Open AccessCharacterization of a Drosophila Proximal‐Sequence‐Element‐Binding Protein Involved in Transcription of Small Nuclear RNA Genes
Author(s) -
Su Yan,
Song Yuru,
Wang Yan,
Jessop Lea,
Zhan Lichun,
Stumph William E.
Publication year - 1997
Publication title -
european journal of biochemistry
Language(s) - English
Resource type - Journals
eISSN - 1432-1033
pISSN - 0014-2956
DOI - 10.1111/j.1432-1033.1997.t01-1-00231.x
Subject(s) - gene , transcription (linguistics) , genetics , sequence (biology) , biology , rna , consensus sequence , computational biology , microbiology and biotechnology , peptide sequence , philosophy , linguistics
In a wide variety of eukaryotic organisms, transcription of small nuclear RNA (snRNA) genes is dependent upon a proximal sequence element (PSE) located upstream of position –40 relative to the transcription start site. There is little or no existent knowledge concerning the PSE‐binding proteins of organisms other than human.
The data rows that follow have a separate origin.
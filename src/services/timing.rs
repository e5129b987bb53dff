//! Settling delays and bounded waits for the host site.
//!
//! myscheme.gov.in updates its UI asynchronously without any completion
//! signal, so most synchronisation is a fixed pause. All of them live here.

use std::{
    future::Future,
    sync::atomic::{AtomicU64, Ordering},
    time::Duration,
};

use tokio::time::{sleep, Instant};

use super::page::SchemePage;

const fn ms(millis: u64) -> Duration {
    Duration::from_millis(millis)
}

pub const PAGE_LOAD_TIMEOUT: Duration = ms(60_000);
pub const NETWORK_IDLE_TIMEOUT: Duration = ms(30_000);
pub const POLL_INTERVAL: Duration = ms(250);

pub const MODAL_TIMEOUT: Duration = ms(10_000);
pub const MODAL_INPUT_TIMEOUT: Duration = ms(8_000);
pub const SIDEBAR_TIMEOUT: Duration = ms(15_000);
pub const FACET_INPUT_TIMEOUT: Duration = ms(5_000);
pub const CATEGORY_CHECKBOX_TIMEOUT: Duration = ms(3_000);

pub const AFTER_PLACEHOLDER_CLICK: Duration = ms(1_000);
pub const BEFORE_TYPING: Duration = ms(300);
pub const KEYSTROKE: Duration = ms(75);
pub const AFTER_TYPING: Duration = ms(1_000);
pub const AFTER_SUBMIT: Duration = ms(4_000);

pub const SEARCH_PAGE_SETTLE: Duration = ms(2_000);
pub const SIDEBAR_SCROLL_SETTLE: Duration = ms(2_000);
pub const SCROLL_SETTLE: Duration = ms(1_000);
pub const OVERLAY_SETTLE: Duration = ms(300);
pub const INPUT_FOCUS_SETTLE: Duration = ms(500);
pub const FACET_COMMIT_SETTLE: Duration = ms(1_000);
pub const CATEGORY_SETTLE: Duration = ms(1_000);
pub const AGE_DROPDOWN_SETTLE: Duration = ms(500);
pub const AGE_SETTLE: Duration = ms(3_000);
pub const RESULTS_SETTLE: Duration = ms(5_000);

#[derive(Debug, Clone, PartialEq, Eq)]
pub struct Timings {
    pub page_load_timeout: Duration,
    pub network_idle_timeout: Duration,
    pub poll_interval: Duration,

    pub modal_timeout: Duration,
    pub modal_input_timeout: Duration,
    pub sidebar_timeout: Duration,
    pub facet_input_timeout: Duration,
    pub category_checkbox_timeout: Duration,

    pub after_placeholder_click: Duration,
    pub before_typing: Duration,
    pub keystroke: Duration,
    pub after_typing: Duration,
    pub after_submit: Duration,

    pub search_page_settle: Duration,
    pub sidebar_scroll_settle: Duration,
    pub scroll_settle: Duration,
    pub overlay_settle: Duration,
    pub input_focus_settle: Duration,
    pub facet_commit_settle: Duration,
    pub category_settle: Duration,
    pub age_dropdown_settle: Duration,
    pub age_settle: Duration,
    pub results_settle: Duration,
}

impl Default for Timings {
    fn default() -> Self {
        Timings {
            page_load_timeout: PAGE_LOAD_TIMEOUT,
            network_idle_timeout: NETWORK_IDLE_TIMEOUT,
            poll_interval: POLL_INTERVAL,
            modal_timeout: MODAL_TIMEOUT,
            modal_input_timeout: MODAL_INPUT_TIMEOUT,
            sidebar_timeout: SIDEBAR_TIMEOUT,
            facet_input_timeout: FACET_INPUT_TIMEOUT,
            category_checkbox_timeout: CATEGORY_CHECKBOX_TIMEOUT,
            after_placeholder_click: AFTER_PLACEHOLDER_CLICK,
            before_typing: BEFORE_TYPING,
            keystroke: KEYSTROKE,
            after_typing: AFTER_TYPING,
            after_submit: AFTER_SUBMIT,
            search_page_settle: SEARCH_PAGE_SETTLE,
            sidebar_scroll_settle: SIDEBAR_SCROLL_SETTLE,
            scroll_settle: SCROLL_SETTLE,
            overlay_settle: OVERLAY_SETTLE,
            input_focus_settle: INPUT_FOCUS_SETTLE,
            facet_commit_settle: FACET_COMMIT_SETTLE,
            category_settle: CATEGORY_SETTLE,
            age_dropdown_settle: AGE_DROPDOWN_SETTLE,
            age_settle: AGE_SETTLE,
            results_settle: RESULTS_SETTLE,
        }
    }
}

impl Timings {
    /// No pauses at all; waits check their condition once.
    pub fn instant() -> Self {
        Timings {
            page_load_timeout: PAGE_LOAD_TIMEOUT,
            network_idle_timeout: Duration::ZERO,
            poll_interval: Duration::ZERO,
            modal_timeout: Duration::ZERO,
            modal_input_timeout: Duration::ZERO,
            sidebar_timeout: Duration::ZERO,
            facet_input_timeout: Duration::ZERO,
            category_checkbox_timeout: Duration::ZERO,
            after_placeholder_click: Duration::ZERO,
            before_typing: Duration::ZERO,
            keystroke: Duration::ZERO,
            after_typing: Duration::ZERO,
            after_submit: Duration::ZERO,
            search_page_settle: Duration::ZERO,
            sidebar_scroll_settle: Duration::ZERO,
            scroll_settle: Duration::ZERO,
            overlay_settle: Duration::ZERO,
            input_focus_settle: Duration::ZERO,
            facet_commit_settle: Duration::ZERO,
            category_settle: Duration::ZERO,
            age_dropdown_settle: Duration::ZERO,
            age_settle: Duration::ZERO,
            results_settle: Duration::ZERO,
        }
    }
}

pub async fn settle(delay: Duration) {
    if !delay.is_zero() {
        sleep(delay).await;
    }
}

/// Polls `condition` until it holds or `timeout` elapses. Checks at least once.
pub async fn wait_until<F, Fut>(timeout: Duration, poll: Duration, mut condition: F) -> bool
where
    F: FnMut() -> Fut,
    Fut: Future<Output = bool>,
{
    let deadline = Instant::now() + timeout;
    loop {
        if condition().await {
            return true;
        }
        if Instant::now() >= deadline {
            return false;
        }
        settle(poll).await;
    }
}

pub async fn navigate(page: &dyn SchemePage, url: &str, timeout: Duration) -> anyhow::Result<()> {
    tokio::time::timeout(timeout, page.goto(url))
        .await
        .map_err(|_| anyhow::anyhow!("Navigation to {} timed out after {:?}", url, timeout))?
}

/// Waits until the document has been parsed (`DOMContentLoaded`).
pub async fn wait_for_dom(page: &dyn SchemePage, timings: &Timings) {
    let parsed = wait_until(timings.network_idle_timeout, timings.poll_interval, || async move {
        matches!(
            page.ready_state().await.as_deref(),
            Ok("interactive") | Ok("complete")
        )
    })
    .await;
    if !parsed {
        log::warn!("Document still loading after {:?}", timings.network_idle_timeout);
    }
}

/// Stand-in for a network-idle event: document complete and no new
/// resource entries between two polls. Expiry only gets logged.
pub async fn wait_for_network_idle(page: &dyn SchemePage, timings: &Timings) {
    let deadline = Instant::now() + timings.network_idle_timeout;

    let loaded = wait_until(timings.network_idle_timeout, timings.poll_interval, || async move {
        matches!(page.ready_state().await.as_deref(), Ok("complete"))
    })
    .await;
    if !loaded {
        log::warn!(
            "Document not complete after {:?}, continuing",
            timings.network_idle_timeout
        );
        return;
    }

    // u64::MAX marks "nothing seen yet".
    let seen = AtomicU64::new(u64::MAX);
    let last_count = &seen;
    let remaining = deadline.saturating_duration_since(Instant::now());
    let quiet = wait_until(remaining, timings.poll_interval, || async move {
        match page.resource_count().await {
            Ok(current) => last_count.swap(current, Ordering::Relaxed) == current,
            Err(_) => false,
        }
    })
    .await;
    if !quiet {
        log::debug!("Network still busy at deadline, continuing");
    }
}
pub mod configuration;
pub mod domain;
pub mod routes;
pub mod services;
pub mod startup;
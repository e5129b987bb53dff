use std::time::Duration;

use anyhow::Context;
use async_trait::async_trait;
use serde_json::Value;

pub const COLLECT_LINKS_SCRIPT: &str =
    "return Array.from(document.querySelectorAll('a')).map(a => a.href);";
pub const READY_STATE_SCRIPT: &str = "return document.readyState;";
pub const RESOURCE_COUNT_SCRIPT: &str =
    "return performance.getEntriesByType('resource').length;";

/// How to find an element on the page.
#[derive(Debug, Clone, PartialEq, Eq)]
pub enum Target {
    Css(&'static str),
    /// Any element whose own text contains the given string.
    Text(&'static str),
}

/// Everything the searcher and scraper need from a browser page.
///
/// Failures are plain `anyhow` errors; callers decide whether they degrade
/// to empty results or sentinel records.
#[async_trait]
pub trait SchemePage: Send + Sync {
    async fn goto(&self, url: &str) -> anyhow::Result<()>;

    async fn title(&self) -> anyhow::Result<String>;

    async fn source(&self) -> anyhow::Result<String>;

    /// `false` when the element is missing or hidden.
    async fn is_visible(&self, target: &Target) -> anyhow::Result<bool>;

    async fn wait_for(&self, target: &Target, timeout: Duration) -> anyhow::Result<()>;

    async fn click(&self, target: &Target) -> anyhow::Result<()>;

    /// Clicks through a script, bypassing overlays that intercept pointer events.
    async fn force_click(&self, target: &Target) -> anyhow::Result<()>;

    /// Replaces the element's value in one go.
    async fn fill(&self, target: &Target, value: &str) -> anyhow::Result<()>;

    /// Sends `text` one key at a time so input listeners fire per character.
    async fn type_keys(&self, target: &Target, text: &str, delay: Duration)
        -> anyhow::Result<()>;

    async fn press_enter(&self, target: &Target) -> anyhow::Result<()>;

    async fn execute(&self, script: &str, args: Vec<Value>) -> anyhow::Result<Value>;

    async fn close(self: Box<Self>) -> anyhow::Result<()>;

    async fn collect_links(&self) -> anyhow::Result<Vec<String>> {
        let links = self.execute(COLLECT_LINKS_SCRIPT, vec![]).await?;
        serde_json::from_value(links).context("Link collection returned non-string values")
    }

    async fn ready_state(&self) -> anyhow::Result<String> {
        let state = self.execute(READY_STATE_SCRIPT, vec![]).await?;
        Ok(state.as_str().unwrap_or_default().to_string())
    }

    async fn resource_count(&self) -> anyhow::Result<u64> {
        let count = self.execute(RESOURCE_COUNT_SCRIPT, vec![]).await?;
        Ok(count.as_u64().unwrap_or_default())
    }

    async fn scroll_by(&self, pixels: i64) -> anyhow::Result<()> {
        self.execute(
            "window.scrollBy(0, arguments[0]);",
            vec![Value::from(pixels)],
        )
        .await?;
        Ok(())
    }
}
use serde_aux::field_attributes::deserialize_number_from_string;

#[derive(Debug, Clone, serde::Deserialize)]
pub struct Settings {
    pub application: ApplicationSettings,
    pub browser: BrowserSettings,
    pub pipeline: PipelineSettings,
}

#[derive(Debug, Clone, serde::Deserialize)]
pub struct ApplicationSettings {
    #[serde(deserialize_with = "deserialize_number_from_string")]
    pub port: u16,
    pub host: String,
}

#[derive(Debug, Clone, serde::Deserialize)]
pub struct BrowserSettings {
    pub webdriver_url: String,
    pub headless: bool,
    pub user_agent: String,
    #[serde(deserialize_with = "deserialize_number_from_string")]
    pub window_width: u32,
    #[serde(deserialize_with = "deserialize_number_from_string")]
    pub window_height: u32,
}

#[derive(Debug, Clone, serde::Deserialize)]
pub struct PipelineSettings {
    #[serde(deserialize_with = "deserialize_number_from_string")]
    pub run_timeout_secs: u64,
}

pub fn get_configuration() -> Result<Settings, config::ConfigError> {
    let base_path =
        std::env::current_dir().map_err(|e| config::ConfigError::Foreign(Box::new(e)))?;
    let configuration_directory = base_path.join("configuration");

    let environment: Environment = std::env::var("APP_ENVIRONMENT")
        .unwrap_or_else(|_| "local".into())
        .try_into()
        .map_err(config::ConfigError::Message)?;
    let environment_filename = format!("{}.yaml", environment.as_str());

    let settings = config::Config::builder()
        .add_source(config::File::from(
            configuration_directory.join("base.yaml"),
        ))
        .add_source(config::File::from(
            configuration_directory.join(environment_filename),
        ))
        // E.g. `APP_BROWSER__WEBDRIVER_URL=http://chrome:4444`
        .add_source(
            config::Environment::with_prefix("APP")
                .prefix_separator("_")
                .separator("__"),
        )
        .set_override_option("application.port", std::env::var("PORT").ok())?
        .build()?;

    settings.try_deserialize::<Settings>()
}

pub enum Environment {
    Local,
    Production,
}

impl Environment {
    pub fn as_str(&self) -> &'static str {
        match self {
            Environment::Local => "local",
            Environment::Production => "production",
        }
    }
}

impl TryFrom<String> for Environment {
    type Error = String;

    fn try_from(s: String) -> Result<Self, Self::Error> {
        match s.to_lowercase().as_str() {
            "local" => Ok(Self::Local),
            "production" => Ok(Self::Production),
            other => Err(format!(
                "{} is not a supported environment. Use either `local` or `production`.",
                other
            )),
        }
    }
}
Here, we report the purification of a fraction enriched in the Drosophila melanogaster PSE‐binding protein ( Dw PBP). Dm PBP forms a highly specific complex with the PSE. The protein stimulates transcription from the Ul gene promoter by RNA polymerase II and from the U6 gene promoter by RNA polymerase III in Drosophila nuclear extracts, and activation is dependent upon the presence of a PSE. The molecular mass of native Dm PBP as measured by gel‐filtration chromatography is 375 kDa. Two polypeptides (apparent molecular masses 59 kDa and 61 kDa) appear to be in close contact with the DNA in that they can be very efficiently and specifically crosslinked to the PSE sequence by ultraviolet irradiation.